The formal derivatives of the Yang–Baxter equation with respect to its spectral parameters, evaluated at some fixed point of these parameters, provide us with two systems of differential equations. The derivatives of the R matrix elements, however, can be regarded as independent variables and eliminated from the systems, after which, two systems of polynomial equations are obtained in their place. In general, these polynomial systems have a non-zero Hilbert dimension, which means that not all elements of the R matrix can be fixed through them. Nevertheless, the remaining unknowns can be found by solving a few simple differential equations that arise as consistency conditions of the method. The branches of the solutions can also be easily analyzed by this method, which ensures the uniqueness and generality of the solutions. In this work, we consider the Yang–Baxter equation for (n + 1) (2n + 1)-vertex models with a generalization based on the A _n−1 symmetry. This differential approach allows us to solve the Yang–Baxter equation in a systematic way.
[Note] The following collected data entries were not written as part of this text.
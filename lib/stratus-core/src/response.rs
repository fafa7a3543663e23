use bytes::Bytes;
use http::header::CONTENT_TYPE;
use http::{HeaderMap, StatusCode};
use reqwest::Response;
use tracing::debug;
use url::Url;

use crate::descriptor::OperationDescriptor;
use crate::error::ApiClientError;

/// A decoded response: the raw parts plus at most one typed payload.
///
/// The payload is `None` when no declared `(status, content type)` pair
/// matched. That is not an error: the raw body, status and headers are always
/// available for the caller to inspect.
#[derive(Debug, Clone)]
pub struct ResponseEnvelope<R> {
    operation_id: &'static str,
    status: StatusCode,
    headers: HeaderMap,
    url: Url,
    body: Bytes,
    payload: Option<R>,
}

impl<R> ResponseEnvelope<R> {
    /// The operation that produced this response.
    pub fn operation_id(&self) -> &'static str {
        self.operation_id
    }

    /// The response status.
    pub fn status(&self) -> StatusCode {
        self.status
    }

    /// The response headers.
    pub fn headers(&self) -> &HeaderMap {
        &self.headers
    }

    /// The final URL, after redirects.
    pub fn url(&self) -> &Url {
        &self.url
    }

    /// The raw body, read once and kept whatever the outcome of decoding.
    pub fn body(&self) -> &Bytes {
        &self.body
    }

    /// The `Content-Type` header, when present and readable.
    pub fn content_type(&self) -> Option<&str> {
        self.headers
            .get(CONTENT_TYPE)
            .and_then(|value| value.to_str().ok())
    }

    /// The typed payload, if a declared response matched.
    pub fn payload(&self) -> Option<&R> {
        self.payload.as_ref()
    }

    /// Takes the typed payload.
    pub fn into_payload(self) -> Option<R> {
        self.payload
    }

    /// Whether a declared response matched.
    pub fn is_typed(&self) -> bool {
        self.payload.is_some()
    }
}

/// Reads the whole response body and decodes it with the operation's
/// response cases.
///
/// The response is consumed: its body is read exactly once and the
/// connection is released on every path, including errors.
///
/// # Errors
///
/// Fails when the body cannot be read, or when a matching case fails to
/// decode the body.
pub async fn decode_response<R>(
    descriptor: &OperationDescriptor<R>,
    response: Response,
) -> Result<ResponseEnvelope<R>, ApiClientError> {
    let status = response.status();
    let headers = response.headers().clone();
    let url = response.url().clone();
    let body = response.bytes().await?;
    debug!(operation = descriptor.id, %status, length = body.len(), "response read");

    decode_envelope(descriptor, status, headers, url, body)
}

/// Decodes an already read response.
///
/// The first response case whose status equals `status` and whose media
/// predicate accepts the `Content-Type` decodes the body.
///
/// # Errors
///
/// Fails with [`ApiClientError::JsonError`] when the matching case fails to
/// decode the body.
pub fn decode_envelope<R>(
    descriptor: &OperationDescriptor<R>,
    status: StatusCode,
    headers: HeaderMap,
    url: Url,
    body: Bytes,
) -> Result<ResponseEnvelope<R>, ApiClientError> {
    let content_type = headers
        .get(CONTENT_TYPE)
        .and_then(|value| value.to_str().ok());

    let payload = match descriptor.response_case(status.as_u16(), content_type) {
        Some(case) => {
            let payload = (case.decode)(&body).map_err(|err| ApiClientError::JsonError {
                operation: descriptor.id,
                path: err.path().to_string(),
                error: err.into_inner(),
                body: String::from_utf8_lossy(&body).into_owned(),
            })?;
            Some(payload)
        }
        None => {
            debug!(
                operation = descriptor.id,
                %status,
                ?content_type,
                "no declared response, keeping raw body"
            );
            None
        }
    };

    Ok(ResponseEnvelope {
        operation_id: descriptor.id,
        status,
        headers,
        url,
        body,
        payload,
    })
}
fn values<'a>(query: &'a [(String, String)], key: &'a str) -> impl Iterator<Item = &'a str> {
    query
        .iter()
        .filter(move |(name, _)| name == key)
        .map(|(_, value)| value.as_str())
}

fn first<'a>(query: &'a [(String, String)], key: &'a str) -> Option<&'a str> {
    values(query, key).next()
}

fn paginate<T>(items: Vec<T>, query: &[(String, String)]) -> Result<(Vec<T>, PageInfo), Response> {
    let parse = |key: &str, default: u32| {
        first(query, key).map_or(Ok(default), |value| {
            value.parse::<u32>().map_err(|_| {
                error(
                    StatusCode::BAD_REQUEST,
                    "invalid_query",
                    &format!("{key} must be a positive integer"),
                )
            })
        })
    };
    let page = parse("page", 1)?.max(1);
    let size = parse("size", 20)?;
    if size == 0 || size > MAX_PAGE_SIZE {
        return Err(error(
            StatusCode::BAD_REQUEST,
            "invalid_page_size",
            &format!("size must be between 1 and {MAX_PAGE_SIZE}"),
        ));
    }

    let total = items.len() as u64;
    let skip = ((page - 1) * size) as usize;
    let data = items.into_iter().skip(skip).take(size as usize).collect();
    Ok((data, PageInfo { page, size, total }))
}

fn status_name(status: ServerStatus) -> String {
    serde_json::to_value(status)
        .ok()
        .and_then(|value| value.as_str().map(str::to_string))
        .unwrap_or_default()
}
use crate::aggregator::AggregatedScores;
use crate::session::Domain;
use std::fmt::Write;

pub const DEFAULT_EXCERPT_CHARS: usize = 12_000;
const TRUNCATION_MARKER: &str = "\n[transcript truncated]";
const NO_TRANSCRIPT: &str = "(no transcript available)";

const PLACEHOLDERS: [&str; 4] = ["topic", "language", "scores", "transcript"];
const REQUIRED: [&str; 2] = ["transcript", "scores"];

pub const DEFAULT_TEMPLATE: &str = r#"You are an expert pedagogical coach and technical reviewer.
Evaluate the teacher of this recorded session using the transcript and the computed scores.

Session details:
- Topic: {topic}
- Language: {language}
- Scores (0-100):
{scores}

Transcript:
"""
{transcript}
"""

Produce a JSON report with these fields:
1. performance_summary: a 2-3 sentence summary of the session, addressed to the teacher.
2. teaching_style: classify the style (for example Authoritative, Facilitator, Demonstrator, Hybrid) with a one-sentence explanation.
3. strengths: 3 key strengths grounded in the scores and transcript.
4. weaknesses: 3 areas for improvement grounded in the scores and transcript.
5. factual_accuracy_audit: corrections for technical errors relative to the topic, or ["No errors found"].
6. content_metadata.titles: 3 catchy titles for this lesson.
7. content_metadata.hashtags: 5 relevant hashtags.
8. multilingual_feedback: if the language is not English, the performance_summary translated into it; otherwise null.

Be constructive and specific. Scores marked unavailable could not be measured; do not treat them as zero.

Return ONLY the raw JSON object, with no markdown and no commentary:
{
  "performance_summary": "...",
  "teaching_style": { "style": "...", "explanation": "..." },
  "strengths": ["...", "...", "..."],
  "weaknesses": ["...", "...", "..."],
  "factual_accuracy_audit": ["..."],
  "content_metadata": { "titles": ["..."], "hashtags": ["..."] },
  "multilingual_feedback": null
}
"#;

#[derive(Debug, thiserror::Error, PartialEq, Eq)]
pub enum PromptError {
    #[error("feedback prompt is missing the {{{0}}} placeholder")]
    MissingPlaceholder(&'static str),
}

/// Values substituted into a [`PromptTemplate`].
#[derive(Debug, Clone, Copy)]
pub struct PromptContext<'a> {
    pub topic: &'a str,
    pub language: &'a str,
    pub scores: &'a str,
    pub transcript: &'a str,
}

/// A feedback prompt with `{topic}`, `{language}`, `{scores}` and
/// `{transcript}` placeholders.
#[derive(Debug, Clone, PartialEq, Eq)]
pub struct PromptTemplate {
    text: String,
}

impl Default for PromptTemplate {
    fn default() -> Self {
        Self {
            text: DEFAULT_TEMPLATE.to_string(),
        }
    }
}

impl PromptTemplate {
    pub fn parse(text: impl Into<String>) -> Result<Self, PromptError> {
        let text = text.into();
        for name in REQUIRED {
            if !text.contains(&format!("{{{name}}}")) {
                return Err(PromptError::MissingPlaceholder(name));
            }
        }
        Ok(Self { text })
    }

    pub fn as_str(&self) -> &str {
        &self.text
    }

    /// Substitutes every placeholder in one left-to-right pass. Text coming
    /// from the context is never scanned again, so a transcript that happens
    /// to contain `{scores}` stays as spoken.
    pub fn render(&self, ctx: &PromptContext<'_>) -> String {
        let mut out =
            String::with_capacity(self.text.len() + ctx.transcript.len() + ctx.scores.len());
        let mut rest = self.text.as_str();

        while let Some(open) = rest.find('{') {
            out.push_str(&rest[..open]);
            let after = &rest[open + 1..];
            let matched = PLACEHOLDERS.iter().find(|name| {
                after
                    .strip_prefix(**name)
                    .is_some_and(|tail| tail.starts_with('}'))
            });
            match matched {
                Some(name) => {
                    out.push_str(match *name {
                        "topic" => ctx.topic,
                        "language" => ctx.language,
                        "scores" => ctx.scores,
                        _ => ctx.transcript,
                    });
                    rest = &after[name.len() + 1..];
                }
                None => {
                    out.push('{');
                    rest = after;
                }
            }
        }
        out.push_str(rest);
        out
    }
}

/// Caps a transcript at `max_chars` characters, marking the cut.
pub fn transcript_excerpt(transcript: Option<&str>, max_chars: usize) -> String {
    let Some(text) = transcript.map(str::trim).filter(|t| !t.is_empty()) else {
        return NO_TRANSCRIPT.to_string();
    };
    match text.char_indices().nth(max_chars) {
        Some((cut, _)) => format!("{}{TRUNCATION_MARKER}", &text[..cut]),
        None => text.to_string(),
    }
}

/// One line per domain. Failed domains read as unavailable so the model does
/// not mistake missing data for a zero score.
pub fn score_summary(scores: &AggregatedScores) -> String {
    let mut out = String::new();
    for domain in Domain::ALL {
        let _ = write!(out, "- {}: ", domain.title());
        if scores.is_failed(domain) {
            out.push_str("unavailable\n");
            continue;
        }
        let metrics = scores
            .record
            .domain(domain)
            .map(|metrics| {
                metrics
                    .iter()
                    .map(|(name, value)| format!("{name} {value:.1}"))
                    .collect::<Vec<_>>()
                    .join(", ")
            })
            .unwrap_or_default();
        let _ = writeln!(out, "{metrics}");
    }
    out.trim_end().to_string()
}

#[cfg(test)]
mod tests {
    use super::*;
    use crate::aggregator::aggregate;
    use crate::error::ScorerError;
    use std::collections::BTreeMap;

    fn ctx<'a>(transcript: &'a str) -> PromptContext<'a> {
        PromptContext {
            topic: "Fractions",
            language: "English",
            scores: "- Audio: clarity_score 72.0",
            transcript,
        }
    }

    #[test]
    fn default_template_is_valid() {
        let parsed = PromptTemplate::parse(DEFAULT_TEMPLATE).unwrap();
        assert_eq!(parsed, PromptTemplate::default());
    }

    #[test]
    fn template_without_transcript_is_rejected() {
        assert_eq!(
            PromptTemplate::parse("Scores: {scores}"),
            Err(PromptError::MissingPlaceholder("transcript"))
        );
        assert_eq!(
            PromptTemplate::parse("Transcript: {transcript}"),
            Err(PromptError::MissingPlaceholder("scores"))
        );
    }

    #[test]
    fn renders_all_placeholders() {
        let template =
            PromptTemplate::parse("{topic}|{language}|{scores}|{transcript}|{unknown}").unwrap();
        let rendered = template.render(&ctx("hello class"));
        assert_eq!(
            rendered,
            "Fractions|English|- Audio: clarity_score 72.0|hello class|{unknown}"
        );
    }

    #[test]
    fn transcript_placeholders_are_not_expanded_again() {
        let template = PromptTemplate::parse("T: {transcript} S: {scores}").unwrap();
        let rendered = template.render(&ctx("write {scores} on the board {"));
        assert_eq!(
            rendered,
            "T: write {scores} on the board { S: - Audio: clarity_score 72.0"
        );
    }

    #[test]
    fn json_braces_in_template_survive() {
        let rendered = PromptTemplate::default().render(&ctx("hi"));
        assert!(rendered.contains(r#""teaching_style": { "style": "...", "explanation": "..." }"#));
        assert!(rendered.contains("- Topic: Fractions"));
    }

    #[test]
    fn excerpt_is_cut_on_char_boundary() {
        let text = "é".repeat(10);
        let excerpt = transcript_excerpt(Some(&text), 4);
        assert_eq!(excerpt, format!("éééé{TRUNCATION_MARKER}"));

        assert_eq!(transcript_excerpt(Some("short"), 100), "short");
        assert_eq!(transcript_excerpt(None, 100), NO_TRANSCRIPT);
        assert_eq!(transcript_excerpt(Some("   "), 100), NO_TRANSCRIPT);
    }

    #[test]
    fn failed_domains_read_as_unavailable() {
        let scores = aggregate(BTreeMap::from([
            (
                Domain::Audio,
                Ok(BTreeMap::from([("clarity_score".to_string(), 72.0)])),
            ),
            (
                Domain::Video,
                Err(ScorerError::StreamUnavailable(Domain::Video)),
            ),
        ]));

        let summary = score_summary(&scores);
        let lines: Vec<&str> = summary.lines().collect();
        assert_eq!(
            lines,
            vec![
                "- Audio: clarity_score 72.0, confidence_score 0.0, speech_ratio 0.0",
                "- Video: unavailable",
                "- Text: unavailable",
            ]
        );
    }
}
Yang-Baxter 方程相对于其光谱参数的形式导数，在这些参数的某个固定点处评估，为我们提供了两个微分方程组。然而，R矩阵元素的导数可以看作是自变量并从系统中消除，之后，在它们的位置上获得两个多项式方程组。通常，这些多项式系统具有非零的希尔伯特维数，这意味着并非R 的所有元素矩阵可以通过它们固定。然而，剩余的未知数可以通过求解作为该方法的一致性条件出现的一些简单微分方程来找到。这种方法也可以很容易地分析解的分支，保证了解的唯一性和通用性。在这项工作中，我们考虑 ( n + 1) (2 n + 1)-顶点模型的 Yang-Baxter 方程，其泛化基于A _{n -1}对称性。这种微分方法使我们能够以系统的方式求解 Yang-Baxter 方程。